そのチャンスが、目の前にあるのだというのだから逃すわけにはいかない。
というのは、もちろん言い訳で。
俺は単純にここで楽しみたいだけである。
なので、当然のごとく意気揚々と建物に入って行った。
建物に入っていくと、どうやら地上から2階はブラフで、地下1階にあるお店が本命らしい。
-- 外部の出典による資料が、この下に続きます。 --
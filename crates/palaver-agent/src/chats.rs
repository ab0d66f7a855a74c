// SPDX-FileCopyrightText: 2026 Palaver Contributors
// SPDX-License-Identifier: MIT OR Apache-2.0

//! Operator controls over individual chats.
//!
//! Every successful mutation is broadcast to the session's observer.

use std::sync::Arc;

use palaver_core::types::ChatSummary;
use palaver_core::{PalaverError, StorageAdapter};
use palaver_session::{ObserverEvent, ObserverHub};
use tracing::info;

/// Actor recorded when the reply generator asks for a human.
pub const AI_HANDOVER_ACTOR: &str = "ai-handover";

#[derive(Clone)]
pub struct ChatControls {
    storage: Arc<dyn StorageAdapter>,
    observers: Arc<ObserverHub>,
}

impl ChatControls {
    pub fn new(storage: Arc<dyn StorageAdapter>, observers: Arc<ObserverHub>) -> Self {
        Self { storage, observers }
    }

    /// Stop automated replies in a chat; `actor` now owns it.
    pub async fn take_over(
        &self,
        session_id: &str,
        chat_jid: &str,
        actor: &str,
    ) -> Result<ChatSummary, PalaverError> {
        let found = self
            .storage
            .set_human_takeover(session_id, chat_jid, Some(actor))
            .await?;
        ensure_found(found, session_id, chat_jid)?;
        info!(session_id, chat = chat_jid, actor, "chat taken over");
        self.publish_chat(session_id, chat_jid).await
    }

    /// Hand the chat back to automation.
    pub async fn release(&self, session_id: &str, chat_jid: &str) -> Result<ChatSummary, PalaverError> {
        let found = self
            .storage
            .set_human_takeover(session_id, chat_jid, None)
            .await?;
        ensure_found(found, session_id, chat_jid)?;
        info!(session_id, chat = chat_jid, "chat released");
        self.publish_chat(session_id, chat_jid).await
    }

    /// Assign the chat to `actor` and take it over in one step.
    pub async fn hand_over(
        &self,
        session_id: &str,
        chat_jid: &str,
        actor: &str,
    ) -> Result<ChatSummary, PalaverError> {
        let found = self
            .storage
            .assign_chat(session_id, chat_jid, Some(actor))
            .await?;
        ensure_found(found, session_id, chat_jid)?;
        self.storage
            .set_human_takeover(session_id, chat_jid, Some(actor))
            .await?;
        info!(session_id, chat = chat_jid, actor, "chat handed over");
        self.observers.publish(ObserverEvent::Handover {
            session_id: session_id.to_string(),
            chat_jid: chat_jid.to_string(),
            actor: actor.to_string(),
        });
        self.publish_chat(session_id, chat_jid).await
    }

    /// Take the chat over on the reply generator's request.
    pub async fn request_human(&self, session_id: &str, chat_jid: &str) -> Result<ChatSummary, PalaverError> {
        let found = self
            .storage
            .set_human_takeover(session_id, chat_jid, Some(AI_HANDOVER_ACTOR))
            .await?;
        ensure_found(found, session_id, chat_jid)?;
        info!(session_id, chat = chat_jid, "generator requested a human");
        self.observers.publish(ObserverEvent::Handover {
            session_id: session_id.to_string(),
            chat_jid: chat_jid.to_string(),
            actor: AI_HANDOVER_ACTOR.to_string(),
        });
        self.publish_chat(session_id, chat_jid).await
    }

    pub async fn set_ai_enabled(
        &self,
        session_id: &str,
        chat_jid: &str,
        enabled: bool,
    ) -> Result<ChatSummary, PalaverError> {
        let found = self
            .storage
            .set_chat_ai_enabled(session_id, chat_jid, enabled)
            .await?;
        ensure_found(found, session_id, chat_jid)?;
        self.publish_chat(session_id, chat_jid).await
    }

    /// `None` clears the assignment.
    pub async fn assign(
        &self,
        session_id: &str,
        chat_jid: &str,
        assignee: Option<&str>,
    ) -> Result<ChatSummary, PalaverError> {
        let found = self.storage.assign_chat(session_id, chat_jid, assignee).await?;
        ensure_found(found, session_id, chat_jid)?;
        self.publish_chat(session_id, chat_jid).await
    }

    /// Remove the chat summary and all of its history.
    pub async fn delete_chat(&self, session_id: &str, chat_jid: &str) -> Result<(), PalaverError> {
        let found = self.storage.delete_chat(session_id, chat_jid).await?;
        ensure_found(found, session_id, chat_jid)?;
        info!(session_id, chat = chat_jid, "chat deleted");
        self.observers.publish(ObserverEvent::ChatDeleted {
            session_id: session_id.to_string(),
            chat_jid: chat_jid.to_string(),
        });
        Ok(())
    }

    async fn publish_chat(&self, session_id: &str, chat_jid: &str) -> Result<ChatSummary, PalaverError> {
        let chat = self
            .storage
            .get_chat(session_id, chat_jid)
            .await?
            .ok_or_else(|| not_found(session_id, chat_jid))?;
        self.observers.publish(ObserverEvent::ChatUpdated {
            session_id: session_id.to_string(),
            chat: chat.clone(),
        });
        Ok(chat)
    }
}

fn not_found(session_id: &str, chat_jid: &str) -> PalaverError {
    PalaverError::ChatNotFound {
        session_id: session_id.to_string(),
        chat_jid: chat_jid.to_string(),
    }
}

fn ensure_found(found: bool, session_id: &str, chat_jid: &str) -> Result<(), PalaverError> {
    if found {
        Ok(())
    } else {
        Err(not_found(session_id, chat_jid))
    }
}
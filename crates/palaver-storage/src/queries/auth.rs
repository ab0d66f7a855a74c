// SPDX-FileCopyrightText: 2026 Palaver Contributors
// SPDX-License-Identifier: MIT OR Apache-2.0

//! Keyed credential storage.

use std::collections::HashMap;

use palaver_core::traits::storage::AuthWrite;
use palaver_core::types::now_timestamp;
use palaver_core::PalaverError;
use rusqlite::params;

use crate::database::{map_tr_err, Database};

/// Fetch the stored values for `ids` of one category. Missing ids are absent.
pub async fn auth_get(
    db: &Database,
    session_id: &str,
    category: &str,
    ids: &[String],
) -> Result<HashMap<String, String>, PalaverError> {
    let (session_id, category, ids) = (session_id.to_string(), category.to_string(), ids.to_vec());
    db.connection()
        .call(move |conn| -> Result<HashMap<String, String>, rusqlite::Error> {
            let mut stmt = conn.prepare_cached(
                "SELECT value FROM auth_keys
                 WHERE session_id = ?1 AND category = ?2 AND key_id = ?3",
            )?;
            let mut found = HashMap::with_capacity(ids.len());
            for id in ids {
                let mut rows = stmt.query(params![session_id, category, id])?;
                if let Some(row) = rows.next()? {
                    found.insert(id, row.get(0)?);
                }
            }
            Ok(found)
        })
        .await
        .map_err(map_tr_err)
}

/// Apply a batch of writes atomically. `None` values delete their key.
pub async fn auth_set(
    db: &Database,
    session_id: &str,
    writes: Vec<AuthWrite>,
) -> Result<(), PalaverError> {
    if writes.is_empty() {
        return Ok(());
    }
    let session_id = session_id.to_string();
    let now = now_timestamp();
    db.connection()
        .call(move |conn| -> Result<(), rusqlite::Error> {
            let tx = conn.transaction()?;
            for write in writes {
                match write.value {
                    Some(value) => {
                        tx.execute(
                            "INSERT INTO auth_keys (session_id, category, key_id, value, updated_at)
                             VALUES (?1, ?2, ?3, ?4, ?5)
                             ON CONFLICT(session_id, category, key_id)
                             DO UPDATE SET value = excluded.value, updated_at = excluded.updated_at",
                            params![session_id, write.category, write.key_id, value, now],
                        )?;
                    }
                    None => {
                        tx.execute(
                            "DELETE FROM auth_keys
                             WHERE session_id = ?1 AND category = ?2 AND key_id = ?3",
                            params![session_id, write.category, write.key_id],
                        )?;
                    }
                }
            }
            tx.commit()
        })
        .await
        .map_err(map_tr_err)
}

/// Remove every credential key of a session.
pub async fn auth_clear(db: &Database, session_id: &str) -> Result<(), PalaverError> {
    let session_id = session_id.to_string();
    db.connection()
        .call(move |conn| -> Result<(), rusqlite::Error> {
            conn.execute("DELETE FROM auth_keys WHERE session_id = ?1", params![session_id])?;
            Ok(())
        })
        .await
        .map_err(map_tr_err)
}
実際に、1階フロアはサビれている上に2階への階段もない。
「変わった建物だなぁ…。
これって、法律的に大丈夫なのかな。
すげー内緒でやってる感があるんだけど。」
「問題ねーよ。
これ、ギルドの奇特な人達が趣味で作った店だからな。」
「マジかよ最高だな。」
ギルドの人達も、日ごろから疲れやストレスが溜まっているのだろうか?
食堂もそうだけど、見た目に体力仕事だから。
まぁでも、こういうお店なら男女関係なく利用できるから問題ないのかもしれない。
「ちなみに、ギルドの女性職員は知らないから内緒な。」
「マジかよ最低だな…。」
本当に大丈夫なのかこれ…?
何でバレてないんだよ。
「この建物はさ、魔法陣で建物全体がブラフになってんだよ。
女性には、この建物そのものが認識できねーんだ。
だから、バレるわけねーよ。心配すんな。」
「魔法陣ってなに?そんなこともできるの?
てか、なんでそんなところに力入れてんの?」
趣味にとんでもなく力を入れる人はいるけど、どうやらこの世界にもいたみたいだ。
しかも、とんでもなく頭が良く、そしてアホである。
「お前も知ってると思うけど、魔法陣ってのは文字や図形に魔力を込めて発動する魔法だからな。
術式と準備次第じゃだいたい何でもできるぞ。」
「それ、デメリットとかないのか?」
「まぁ、準備するのがめんどくせぇってのがデメリットじゃねーの?
俺もしっかりと準備したものなんて使わねーしな。」
そもそも、俺は未だに身体強化のスキルしか使えない。
ユキノみたいな魔法を使ってみたいとは思うのだが、いまいちイメージができないのだ。
簡易的な魔法ですら、魔力を込めて発動する…という状況がよくわからない。
「魔法陣は準備がめんどくせぇ分、その効果は絶大で長時間続くんだよ。
だから、こんな感じで建物全体を偽装できるくらいの効果も発揮する。
で、皆こんなのめんどくぇから大半は簡易的な術式の魔法陣を使ってんだよ。」
「へぇー……?」
この異世界には、俺が把握しきれていないことがまだまだあるようである。
説明を聞いても、なんのこっちゃサッパリだ。
そんな話をしていると、地下へ行く階段を見つけた。
「この下にお店があるって話だ。」
「話…って、ユーガは来たことないのか?」
「当たり前だろ。
サラが怖くて1人じゃ行けないんだよ。
バレたら俺が死ぬだろうが。」
サラとは、ユーガの幼馴染兼パーティメンバーの女の子である。
怒るとすごく怖い。
実際に、最近まで俺やエレナも彼女に目の敵にされていた。
「お前な…俺やっとサラちゃんへの誤解が解けつつあるんだぞ。
向こうから話しかけてくれるようになったし。
また嫌われたくないぞ。」
「大丈夫だって!ようはバレなきゃいいんだよ。
見つかっても2人で歩いてたらさ、お前と遊んでたって言い訳できるだろ?」
なんだか、初めてお泊りに行く女子校生みたいな言い分である。
こんなんで、本当に大丈夫なのだろうか。
しかし、そんなことを言っている俺も、気分は高揚している。
異世界に来てからここまで、俺の周りにいる女性は奇想天外な方々ばかりであった。
見た目はかわいいのはわかっている。
しかし、中身が複雑怪奇なのだ。
きっと、彼女達の中身はパブロ・ピカソの絵の様に万人には理解できない状態になっているに違いない。
そこに価値を見出すことなど、俺には不可能である。
「よし、じゃあ行くかトータ。」
「あぁ。行こうぜ。」
せっかく、ここまで来たのだ。
俺は心も体も癒すため、男の楽園へと旅立つ。